Among the records below, find the line that has "self.next_index += 1;"; from there, give the lines again exactly, and stop after the line that has "(dispatch gave up).".
++++ SOURCE RECORDS ++++
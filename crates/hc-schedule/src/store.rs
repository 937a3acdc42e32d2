//! `VisitStore` — the arena that owns every visit.
//!
//! Three books: `active` (live visits, whatever their state), `removed`
//! (cancelled by patients) and `unplaceable` (given up on by the
//! dispatcher).  A visit moves between books at most once and IDs are never
//! reused, so `active + removed + unplaceable` always equals baseline plus
//! newly generated.
//!
//! Lookup is a linear scan over the active book.  Populations are tens of
//! patients and a few hundred visits; keeping the book a plain `Vec` makes
//! removal, iteration order, and the conservation invariant trivial.

use rustc_hash::FxHashMap;

use hc_core::{Day, Minute, MunicipalityId, OperatorId, PatientId, VisitId};

use crate::visit::{StateKind, Visit};

// ── Stop ──────────────────────────────────────────────────────────────────────

/// One entry of an operator's day itinerary: the visit's live timing plus
/// where it happens.  Extracted snapshot — re-fetch after mutating.
#[derive(Copy, Clone, Debug)]
pub struct Stop {
    pub id: VisitId,
    pub municipality: MunicipalityId,
    pub start: Minute,
    pub end: Minute,
}

// ── VisitSpec ─────────────────────────────────────────────────────────────────

/// Everything needed to mint a new visit (the store assigns the ID).
#[derive(Clone, Debug)]
pub struct VisitSpec {
    pub patient: PatientId,
    pub municipality: MunicipalityId,
    pub skill: u8,
    pub day: Day,
    pub start: Minute,
    pub end: Minute,
    pub operator: Option<OperatorId>,
    pub newly_generated: bool,
}

// ── VisitStore ────────────────────────────────────────────────────────────────

/// Owner of all visits, live and retired.
#[derive(Default)]
pub struct VisitStore {
    active: Vec<Visit>,
    removed: Vec<Visit>,
    unplaceable: Vec<Visit>,
    next_index: usize,
}

impl VisitStore {
    pub fn new() -> Self {
        Self::default()
    }

    // ── Creation ──────────────────────────────────────────────────────────

    /// Mint a NOT_SCHEDULED visit request.
    pub fn add_proposed(&mut self, spec: VisitSpec) -> VisitId {
        let id = self.next_id();
        self.active.push(Visit::proposed(
            id,
            spec.patient,
            spec.municipality,
            spec.skill,
            spec.day,
            spec.start,
            spec.end,
            spec.operator,
            spec.newly_generated,
        ));
        id
    }

    /// Mint a baseline visit that starts out SCHEDULED with `operator`.
    ///
    /// # Panics
    /// Panics if `spec.operator` is `None` — a scheduled visit needs one.
    pub fn add_baseline_scheduled(&mut self, spec: VisitSpec) -> VisitId {
        let operator = spec.operator.expect("baseline scheduled visit needs an operator");
        let id = self.next_id();
        self.active.push(Visit::baseline_scheduled(
            id,
            spec.patient,
            spec.municipality,
            spec.skill,
            spec.day,
            spec.start,
            spec.end,
            operator,
        ));
        id
    }

    fn next_id(&mut self) -> VisitId {
        let id = VisitId::from_index(self.next_index);
        self.next_index += 1;
        id
    }

    // ── Lookup ────────────────────────────────────────────────────────────

    pub fn get(&self, id: VisitId) -> Option<&Visit> {
        self.active.iter().find(|v| v.id == id)
    }

    pub fn get_mut(&mut self, id: VisitId) -> Option<&mut Visit> {
        self.active.iter_mut().find(|v| v.id == id)
    }

    /// # Panics
    /// Panics if `id` is not in the active book.  Itinerary code only holds
    /// IDs of live visits.
    #[track_caller]
    pub fn visit(&self, id: VisitId) -> &Visit {
        self.get(id).expect("visit not in active book")
    }

    /// # Panics
    /// Panics if `id` is not in the active book.
    #[track_caller]
    pub fn visit_mut(&mut self, id: VisitId) -> &mut Visit {
        self.get_mut(id).expect("visit not in active book")
    }

    // ── Book movement ─────────────────────────────────────────────────────

    /// Move an active visit to the removed book (patient cancellation).
    /// Returns false if the ID is unknown.
    pub fn remove(&mut self, id: VisitId) -> bool {
        match self.active.iter().position(|v| v.id == id) {
            Some(pos) => {
                self.removed.push(self.active.remove(pos));
                true
            }
            None => false,
        }
    }

    /// Move an active visit to the unplaceable book (dispatch gave up).
    pub fn mark_unplaceable(&mut self, id: VisitId) -> bool {
        match self.active.iter().position(|v| v.id == id) {
            Some(pos) => {
                self.unplaceable.push(self.active.remove(pos));
                true
            }
            None => false,
        }
    }

    // ── Iteration ─────────────────────────────────────────────────────────

    pub fn iter(&self) -> impl Iterator<Item = &Visit> {
        self.active.iter()
    }

    pub fn removed(&self) -> &[Visit] {
        &self.removed
    }

    pub fn unplaceable(&self) -> &[Visit] {
        &self.unplaceable
    }

    pub fn active_count(&self) -> usize {
        self.active.len()
    }

    /// Total visits ever minted (active + removed + unplaceable).
    pub fn total_count(&self) -> usize {
        self.next_index
    }

    // ── Per-patient queries ───────────────────────────────────────────────

    pub fn of_patient(&self, patient: PatientId) -> impl Iterator<Item = &Visit> {
        self.active.iter().filter(move |v| v.patient == patient)
    }

    /// IDs of the patient's visits, in insertion order.
    pub fn ids_of_patient(&self, patient: PatientId) -> Vec<VisitId> {
        self.of_patient(patient).map(|v| v.id).collect()
    }

    /// `true` if the patient has a placed visit on `day`.
    pub fn patient_has_visit_on(&self, patient: PatientId, day: Day) -> bool {
        self.of_patient(patient)
            .any(|v| v.is_placed() && v.real().day == day)
    }

    // ── Per-operator itineraries ──────────────────────────────────────────

    /// The operator's day itinerary (scheduled, executing, and executed
    /// visits), sorted by live start time.
    pub fn itinerary(&self, operator: OperatorId, day: Day) -> Vec<VisitId> {
        self.sorted_day_visits(operator, day, false)
            .into_iter()
            .map(|v| v.id)
            .collect()
    }

    /// Only the still-SCHEDULED part of the day itinerary, sorted by start.
    pub fn scheduled_itinerary(&self, operator: OperatorId, day: Day) -> Vec<VisitId> {
        self.sorted_day_visits(operator, day, true)
            .into_iter()
            .map(|v| v.id)
            .collect()
    }

    /// Timing snapshot of the day itinerary, sorted by start.
    pub fn day_stops(&self, operator: OperatorId, day: Day) -> Vec<Stop> {
        self.sorted_day_visits(operator, day, false)
            .into_iter()
            .map(|v| Stop {
                id: v.id,
                municipality: v.municipality,
                start: v.real().start,
                end: v.real().end,
            })
            .collect()
    }

    fn sorted_day_visits(&self, operator: OperatorId, day: Day, only_scheduled: bool) -> Vec<&Visit> {
        let mut visits: Vec<&Visit> = self
            .active
            .iter()
            .filter(|v| match v.kind() {
                StateKind::NotScheduled => false,
                StateKind::Scheduled => true,
                StateKind::Executing | StateKind::Executed => !only_scheduled,
            })
            .filter(|v| {
                let real = v.real();
                real.operator == operator && real.day == day
            })
            .collect();
        visits.sort_by_key(|v| v.real().start);
        visits
    }

    // ── Dispatch queries ──────────────────────────────────────────────────

    /// IDs of all NOT_SCHEDULED visits, in insertion order.
    pub fn unscheduled_ids(&self) -> Vec<VisitId> {
        self.active
            .iter()
            .filter(|v| v.kind() == StateKind::NotScheduled)
            .map(|v| v.id)
            .collect()
    }

    // ── Derived distributions ─────────────────────────────────────────────

    /// Normalized distribution of proposed durations among active visits of
    /// the given skill, sorted ascending by duration.  Empty if the skill
    /// has no visits.
    pub fn duration_distribution(&self, skill: u8) -> Vec<(Minute, f64)> {
        let mut counts: FxHashMap<Minute, u32> = FxHashMap::default();
        for v in &self.active {
            if v.skill == skill {
                *counts.entry(v.proposed_duration()).or_insert(0) += 1;
            }
        }
        let total: u32 = counts.values().sum();
        let mut distr: Vec<(Minute, f64)> = counts
            .into_iter()
            .map(|(d, c)| (d, c as f64 / total as f64))
            .collect();
        distr.sort_by_key(|&(d, _)| d);
        distr
    }

    /// How many active visits were generated during the run.
    pub fn newly_generated_count(&self) -> usize {
        self.active.iter().filter(|v| v.newly_generated).count()
    }
}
++++
__SOLUTION TO THIS TASK__.
        self.next_index += 1;
        id
    }

    // ── Lookup ────────────────────────────────────────────────────────────

    pub fn get(&self, id: VisitId) -> Option<&Visit> {
        self.active.iter().find(|v| v.id == id)
    }

    pub fn get_mut(&mut self, id: VisitId) -> Option<&mut Visit> {
        self.active.iter_mut().find(|v| v.id == id)
    }

    /// # Panics
    /// Panics if `id` is not in the active book.  Itinerary code only holds
    /// IDs of live visits.
    #[track_caller]
    pub fn visit(&self, id: VisitId) -> &Visit {
        self.get(id).expect("visit not in active book")
    }

    /// # Panics
    /// Panics if `id` is not in the active book.
    #[track_caller]
    pub fn visit_mut(&mut self, id: VisitId) -> &mut Visit {
        self.get_mut(id).expect("visit not in active book")
    }

    // ── Book movement ─────────────────────────────────────────────────────

    /// Move an active visit to the removed book (patient cancellation).
    /// Returns false if the ID is unknown.
    pub fn remove(&mut self, id: VisitId) -> bool {
        match self.active.iter().position(|v| v.id == id) {
            Some(pos) => {
                self.removed.push(self.active.remove(pos));
                true
            }
            None => false,
        }
    }

    /// Move an active visit to the unplaceable book (dispatch gave up).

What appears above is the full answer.